Start of Given records

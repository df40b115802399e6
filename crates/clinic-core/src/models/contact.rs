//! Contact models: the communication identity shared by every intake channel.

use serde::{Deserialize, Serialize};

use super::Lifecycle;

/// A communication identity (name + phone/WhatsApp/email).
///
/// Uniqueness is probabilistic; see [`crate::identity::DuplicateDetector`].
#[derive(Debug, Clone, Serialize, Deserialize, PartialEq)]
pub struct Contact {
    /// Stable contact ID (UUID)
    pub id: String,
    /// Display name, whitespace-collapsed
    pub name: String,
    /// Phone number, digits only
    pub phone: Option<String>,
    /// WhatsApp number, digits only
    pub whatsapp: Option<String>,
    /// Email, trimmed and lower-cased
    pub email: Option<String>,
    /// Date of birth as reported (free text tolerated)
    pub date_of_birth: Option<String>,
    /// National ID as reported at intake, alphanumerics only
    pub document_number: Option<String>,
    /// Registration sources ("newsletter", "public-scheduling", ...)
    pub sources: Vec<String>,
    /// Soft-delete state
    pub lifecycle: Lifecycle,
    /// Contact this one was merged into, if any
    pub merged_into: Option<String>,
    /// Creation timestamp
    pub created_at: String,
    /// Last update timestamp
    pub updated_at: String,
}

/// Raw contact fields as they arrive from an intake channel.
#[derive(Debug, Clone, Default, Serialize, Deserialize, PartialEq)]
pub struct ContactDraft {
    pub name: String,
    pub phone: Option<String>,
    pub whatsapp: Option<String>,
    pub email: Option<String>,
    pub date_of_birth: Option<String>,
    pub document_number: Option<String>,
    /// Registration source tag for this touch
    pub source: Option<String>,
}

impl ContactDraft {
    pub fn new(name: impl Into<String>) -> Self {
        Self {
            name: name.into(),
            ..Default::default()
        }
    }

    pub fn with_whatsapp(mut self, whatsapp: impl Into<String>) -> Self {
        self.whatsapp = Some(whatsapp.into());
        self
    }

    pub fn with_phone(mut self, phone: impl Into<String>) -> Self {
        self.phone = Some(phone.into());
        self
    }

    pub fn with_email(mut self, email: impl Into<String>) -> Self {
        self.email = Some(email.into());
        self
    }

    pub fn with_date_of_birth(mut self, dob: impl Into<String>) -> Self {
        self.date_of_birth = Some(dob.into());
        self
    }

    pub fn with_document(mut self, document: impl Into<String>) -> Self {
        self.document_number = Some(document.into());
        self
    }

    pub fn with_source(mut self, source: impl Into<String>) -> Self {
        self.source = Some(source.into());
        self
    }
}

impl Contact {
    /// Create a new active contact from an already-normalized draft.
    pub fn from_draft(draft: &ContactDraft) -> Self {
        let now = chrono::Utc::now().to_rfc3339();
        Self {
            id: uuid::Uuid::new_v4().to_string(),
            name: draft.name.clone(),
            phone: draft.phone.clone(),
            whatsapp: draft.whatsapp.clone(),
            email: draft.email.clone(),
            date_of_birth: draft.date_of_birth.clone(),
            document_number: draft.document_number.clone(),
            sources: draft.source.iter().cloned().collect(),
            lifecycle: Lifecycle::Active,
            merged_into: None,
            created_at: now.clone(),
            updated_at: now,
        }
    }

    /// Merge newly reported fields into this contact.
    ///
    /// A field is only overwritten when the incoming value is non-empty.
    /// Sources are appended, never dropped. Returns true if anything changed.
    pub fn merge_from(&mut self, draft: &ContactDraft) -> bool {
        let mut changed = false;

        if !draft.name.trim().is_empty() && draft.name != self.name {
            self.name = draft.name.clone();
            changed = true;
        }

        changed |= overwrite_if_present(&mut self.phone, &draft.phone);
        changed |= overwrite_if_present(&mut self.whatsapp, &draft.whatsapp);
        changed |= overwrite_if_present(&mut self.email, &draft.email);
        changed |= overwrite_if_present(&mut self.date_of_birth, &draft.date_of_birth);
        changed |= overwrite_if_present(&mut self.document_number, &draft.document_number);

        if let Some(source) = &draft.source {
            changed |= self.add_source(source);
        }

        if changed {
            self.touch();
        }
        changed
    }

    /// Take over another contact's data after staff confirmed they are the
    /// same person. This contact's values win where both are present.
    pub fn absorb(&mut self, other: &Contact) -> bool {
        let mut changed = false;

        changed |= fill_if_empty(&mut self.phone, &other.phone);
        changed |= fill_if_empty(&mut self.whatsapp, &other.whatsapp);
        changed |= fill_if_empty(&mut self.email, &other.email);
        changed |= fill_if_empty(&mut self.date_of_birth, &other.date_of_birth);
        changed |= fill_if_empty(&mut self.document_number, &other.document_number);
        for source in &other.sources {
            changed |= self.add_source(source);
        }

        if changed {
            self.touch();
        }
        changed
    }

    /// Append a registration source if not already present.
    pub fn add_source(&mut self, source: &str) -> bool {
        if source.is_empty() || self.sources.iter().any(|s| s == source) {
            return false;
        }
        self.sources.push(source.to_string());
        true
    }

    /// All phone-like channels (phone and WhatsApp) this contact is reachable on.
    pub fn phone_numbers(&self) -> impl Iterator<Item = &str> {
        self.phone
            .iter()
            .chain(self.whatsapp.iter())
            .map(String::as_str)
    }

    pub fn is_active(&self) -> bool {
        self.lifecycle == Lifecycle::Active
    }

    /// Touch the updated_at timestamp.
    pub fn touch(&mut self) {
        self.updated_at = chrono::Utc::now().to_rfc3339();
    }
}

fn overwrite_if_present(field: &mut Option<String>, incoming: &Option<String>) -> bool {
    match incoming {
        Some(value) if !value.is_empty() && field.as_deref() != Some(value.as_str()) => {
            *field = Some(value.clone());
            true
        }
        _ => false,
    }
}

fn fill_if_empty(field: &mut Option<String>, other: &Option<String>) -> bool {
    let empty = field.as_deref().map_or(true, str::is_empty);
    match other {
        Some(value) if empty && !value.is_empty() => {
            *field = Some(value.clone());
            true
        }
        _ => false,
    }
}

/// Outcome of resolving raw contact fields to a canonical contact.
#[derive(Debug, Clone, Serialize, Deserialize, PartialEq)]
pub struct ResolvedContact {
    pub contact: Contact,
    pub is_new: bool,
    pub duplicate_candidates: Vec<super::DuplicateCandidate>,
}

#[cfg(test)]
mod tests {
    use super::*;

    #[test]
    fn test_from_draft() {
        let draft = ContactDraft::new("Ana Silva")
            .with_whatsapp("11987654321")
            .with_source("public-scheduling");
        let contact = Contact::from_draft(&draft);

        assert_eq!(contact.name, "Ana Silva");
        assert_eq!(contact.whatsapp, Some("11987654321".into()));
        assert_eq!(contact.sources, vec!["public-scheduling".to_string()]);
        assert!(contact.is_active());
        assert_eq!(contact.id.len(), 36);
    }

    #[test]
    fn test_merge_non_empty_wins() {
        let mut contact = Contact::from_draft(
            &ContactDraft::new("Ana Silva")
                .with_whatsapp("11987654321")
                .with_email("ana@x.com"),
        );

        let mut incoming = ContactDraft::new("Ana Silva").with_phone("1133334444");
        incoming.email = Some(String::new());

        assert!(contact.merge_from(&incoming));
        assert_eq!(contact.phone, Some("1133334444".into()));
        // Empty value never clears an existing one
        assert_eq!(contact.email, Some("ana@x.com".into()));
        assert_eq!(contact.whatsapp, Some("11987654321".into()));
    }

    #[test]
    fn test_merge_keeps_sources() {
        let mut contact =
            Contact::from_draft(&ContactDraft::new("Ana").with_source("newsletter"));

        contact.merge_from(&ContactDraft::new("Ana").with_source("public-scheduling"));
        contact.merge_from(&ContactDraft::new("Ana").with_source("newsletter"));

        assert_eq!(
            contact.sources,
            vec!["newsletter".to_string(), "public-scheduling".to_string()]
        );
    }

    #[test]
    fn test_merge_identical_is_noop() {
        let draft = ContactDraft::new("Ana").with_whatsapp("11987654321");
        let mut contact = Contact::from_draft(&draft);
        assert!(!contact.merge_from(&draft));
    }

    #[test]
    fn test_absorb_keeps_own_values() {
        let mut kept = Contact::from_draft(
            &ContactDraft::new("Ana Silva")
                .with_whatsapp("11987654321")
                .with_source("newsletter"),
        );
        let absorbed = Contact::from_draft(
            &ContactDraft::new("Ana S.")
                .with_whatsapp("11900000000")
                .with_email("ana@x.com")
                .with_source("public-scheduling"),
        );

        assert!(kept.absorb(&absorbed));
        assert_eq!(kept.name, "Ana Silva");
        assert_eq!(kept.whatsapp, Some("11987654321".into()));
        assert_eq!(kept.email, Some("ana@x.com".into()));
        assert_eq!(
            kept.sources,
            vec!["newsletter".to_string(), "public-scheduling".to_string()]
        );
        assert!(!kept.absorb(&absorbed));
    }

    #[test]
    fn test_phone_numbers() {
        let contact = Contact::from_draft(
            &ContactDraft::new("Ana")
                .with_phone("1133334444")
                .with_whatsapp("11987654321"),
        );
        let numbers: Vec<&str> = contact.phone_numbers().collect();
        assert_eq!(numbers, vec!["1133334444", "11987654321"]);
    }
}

End of Given records
Start of Given records

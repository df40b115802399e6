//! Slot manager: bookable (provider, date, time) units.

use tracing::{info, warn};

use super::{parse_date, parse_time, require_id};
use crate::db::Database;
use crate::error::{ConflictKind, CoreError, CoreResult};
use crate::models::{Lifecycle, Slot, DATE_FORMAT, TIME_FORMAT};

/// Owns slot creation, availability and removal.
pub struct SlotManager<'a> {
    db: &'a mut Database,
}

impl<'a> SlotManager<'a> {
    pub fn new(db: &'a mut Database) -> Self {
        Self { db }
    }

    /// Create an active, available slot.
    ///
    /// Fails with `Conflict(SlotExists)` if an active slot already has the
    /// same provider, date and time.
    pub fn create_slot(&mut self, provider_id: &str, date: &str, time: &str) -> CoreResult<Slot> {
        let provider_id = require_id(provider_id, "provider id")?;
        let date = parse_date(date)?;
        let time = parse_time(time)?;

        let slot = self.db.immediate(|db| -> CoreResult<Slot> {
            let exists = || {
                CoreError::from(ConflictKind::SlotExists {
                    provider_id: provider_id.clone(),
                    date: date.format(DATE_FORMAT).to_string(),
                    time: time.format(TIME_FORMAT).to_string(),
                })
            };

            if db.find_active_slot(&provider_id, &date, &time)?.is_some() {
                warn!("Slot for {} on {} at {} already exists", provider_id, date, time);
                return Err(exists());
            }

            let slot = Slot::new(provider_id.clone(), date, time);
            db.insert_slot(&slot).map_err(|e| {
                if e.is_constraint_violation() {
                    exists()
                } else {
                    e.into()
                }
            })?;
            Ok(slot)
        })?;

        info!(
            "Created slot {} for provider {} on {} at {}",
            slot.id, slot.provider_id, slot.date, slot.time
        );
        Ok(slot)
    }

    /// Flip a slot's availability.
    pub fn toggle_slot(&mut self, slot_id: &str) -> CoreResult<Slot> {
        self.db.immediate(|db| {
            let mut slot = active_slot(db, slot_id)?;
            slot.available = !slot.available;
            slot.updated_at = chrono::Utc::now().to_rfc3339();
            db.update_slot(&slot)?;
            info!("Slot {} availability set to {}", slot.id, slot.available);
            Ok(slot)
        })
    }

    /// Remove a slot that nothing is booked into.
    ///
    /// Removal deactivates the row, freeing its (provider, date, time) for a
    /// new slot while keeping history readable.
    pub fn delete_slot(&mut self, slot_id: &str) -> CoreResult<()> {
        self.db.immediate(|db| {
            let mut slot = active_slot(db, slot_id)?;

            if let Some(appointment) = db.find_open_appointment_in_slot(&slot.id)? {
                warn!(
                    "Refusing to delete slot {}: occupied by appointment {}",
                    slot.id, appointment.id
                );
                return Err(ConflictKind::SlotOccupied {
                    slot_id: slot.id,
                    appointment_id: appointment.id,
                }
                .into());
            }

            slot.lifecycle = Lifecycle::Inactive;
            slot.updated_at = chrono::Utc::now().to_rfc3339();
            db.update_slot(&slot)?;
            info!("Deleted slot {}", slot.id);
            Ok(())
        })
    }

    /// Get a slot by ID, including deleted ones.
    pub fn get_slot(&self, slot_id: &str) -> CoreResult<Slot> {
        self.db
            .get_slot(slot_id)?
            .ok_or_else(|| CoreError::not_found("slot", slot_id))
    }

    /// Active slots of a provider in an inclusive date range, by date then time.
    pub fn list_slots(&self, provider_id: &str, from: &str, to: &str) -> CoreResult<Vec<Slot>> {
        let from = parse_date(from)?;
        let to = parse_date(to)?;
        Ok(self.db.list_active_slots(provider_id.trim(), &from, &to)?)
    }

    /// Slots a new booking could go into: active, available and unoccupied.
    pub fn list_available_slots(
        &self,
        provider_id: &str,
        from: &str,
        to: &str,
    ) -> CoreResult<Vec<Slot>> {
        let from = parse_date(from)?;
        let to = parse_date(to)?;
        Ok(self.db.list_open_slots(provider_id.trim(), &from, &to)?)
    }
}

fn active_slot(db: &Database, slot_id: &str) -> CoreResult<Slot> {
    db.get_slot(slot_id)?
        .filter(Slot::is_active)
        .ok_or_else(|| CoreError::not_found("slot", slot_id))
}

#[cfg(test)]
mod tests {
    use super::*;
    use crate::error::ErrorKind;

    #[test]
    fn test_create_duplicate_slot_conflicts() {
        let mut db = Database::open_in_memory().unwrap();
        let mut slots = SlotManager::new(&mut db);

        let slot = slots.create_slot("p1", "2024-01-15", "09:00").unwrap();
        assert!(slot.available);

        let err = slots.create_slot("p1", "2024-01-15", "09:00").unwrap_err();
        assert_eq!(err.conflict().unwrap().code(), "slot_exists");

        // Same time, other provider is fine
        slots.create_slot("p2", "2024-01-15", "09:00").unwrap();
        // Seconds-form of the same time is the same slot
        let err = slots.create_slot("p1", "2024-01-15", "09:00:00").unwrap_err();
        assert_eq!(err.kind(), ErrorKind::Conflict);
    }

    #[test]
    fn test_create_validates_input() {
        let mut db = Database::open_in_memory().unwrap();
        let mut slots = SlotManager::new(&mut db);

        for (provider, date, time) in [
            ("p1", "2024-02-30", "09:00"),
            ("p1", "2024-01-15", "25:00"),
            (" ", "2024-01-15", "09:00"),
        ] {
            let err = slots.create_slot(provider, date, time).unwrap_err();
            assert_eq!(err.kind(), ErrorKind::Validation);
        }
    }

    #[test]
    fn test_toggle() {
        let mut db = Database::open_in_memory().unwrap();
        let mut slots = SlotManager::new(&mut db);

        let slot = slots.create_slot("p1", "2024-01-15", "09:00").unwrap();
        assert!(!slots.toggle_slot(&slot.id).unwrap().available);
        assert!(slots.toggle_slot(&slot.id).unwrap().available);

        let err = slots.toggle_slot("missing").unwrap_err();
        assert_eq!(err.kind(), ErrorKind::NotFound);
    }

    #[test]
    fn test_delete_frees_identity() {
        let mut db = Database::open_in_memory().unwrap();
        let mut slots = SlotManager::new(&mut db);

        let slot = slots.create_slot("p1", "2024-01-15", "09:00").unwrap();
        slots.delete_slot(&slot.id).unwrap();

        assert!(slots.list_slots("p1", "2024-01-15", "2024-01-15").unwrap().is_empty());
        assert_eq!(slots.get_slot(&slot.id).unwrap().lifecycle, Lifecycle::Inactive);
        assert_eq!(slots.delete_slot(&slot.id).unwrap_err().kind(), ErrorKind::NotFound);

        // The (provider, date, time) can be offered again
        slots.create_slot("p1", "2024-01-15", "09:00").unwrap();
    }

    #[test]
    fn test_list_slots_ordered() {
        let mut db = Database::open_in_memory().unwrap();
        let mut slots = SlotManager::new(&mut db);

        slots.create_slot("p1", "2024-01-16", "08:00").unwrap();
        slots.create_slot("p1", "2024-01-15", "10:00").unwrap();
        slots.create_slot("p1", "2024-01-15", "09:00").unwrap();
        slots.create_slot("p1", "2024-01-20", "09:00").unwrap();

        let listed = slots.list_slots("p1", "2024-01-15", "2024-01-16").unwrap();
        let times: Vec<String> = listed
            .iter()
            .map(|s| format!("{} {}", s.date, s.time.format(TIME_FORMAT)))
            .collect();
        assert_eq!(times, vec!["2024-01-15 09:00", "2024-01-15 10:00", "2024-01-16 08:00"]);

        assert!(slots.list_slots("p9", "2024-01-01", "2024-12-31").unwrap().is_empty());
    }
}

End of Given records
Start of Given records

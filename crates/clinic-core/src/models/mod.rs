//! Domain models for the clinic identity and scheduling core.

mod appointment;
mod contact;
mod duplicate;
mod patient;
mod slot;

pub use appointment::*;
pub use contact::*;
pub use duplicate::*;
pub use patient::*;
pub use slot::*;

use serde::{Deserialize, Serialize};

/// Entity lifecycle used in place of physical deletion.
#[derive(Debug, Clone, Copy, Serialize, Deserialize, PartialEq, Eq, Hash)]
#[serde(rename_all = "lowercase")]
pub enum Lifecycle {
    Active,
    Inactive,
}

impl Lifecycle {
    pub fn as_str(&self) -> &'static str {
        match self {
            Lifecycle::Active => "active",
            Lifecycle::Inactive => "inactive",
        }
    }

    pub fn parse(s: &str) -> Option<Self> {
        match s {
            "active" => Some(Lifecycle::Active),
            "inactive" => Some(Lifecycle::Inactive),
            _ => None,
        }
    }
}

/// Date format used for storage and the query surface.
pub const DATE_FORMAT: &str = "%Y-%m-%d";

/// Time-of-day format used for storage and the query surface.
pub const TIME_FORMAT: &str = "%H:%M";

End of Given records

## How to complete this task:
Give the number of lines in the listing above where the word "surface" appears, and nothing else.

## Answer box:
2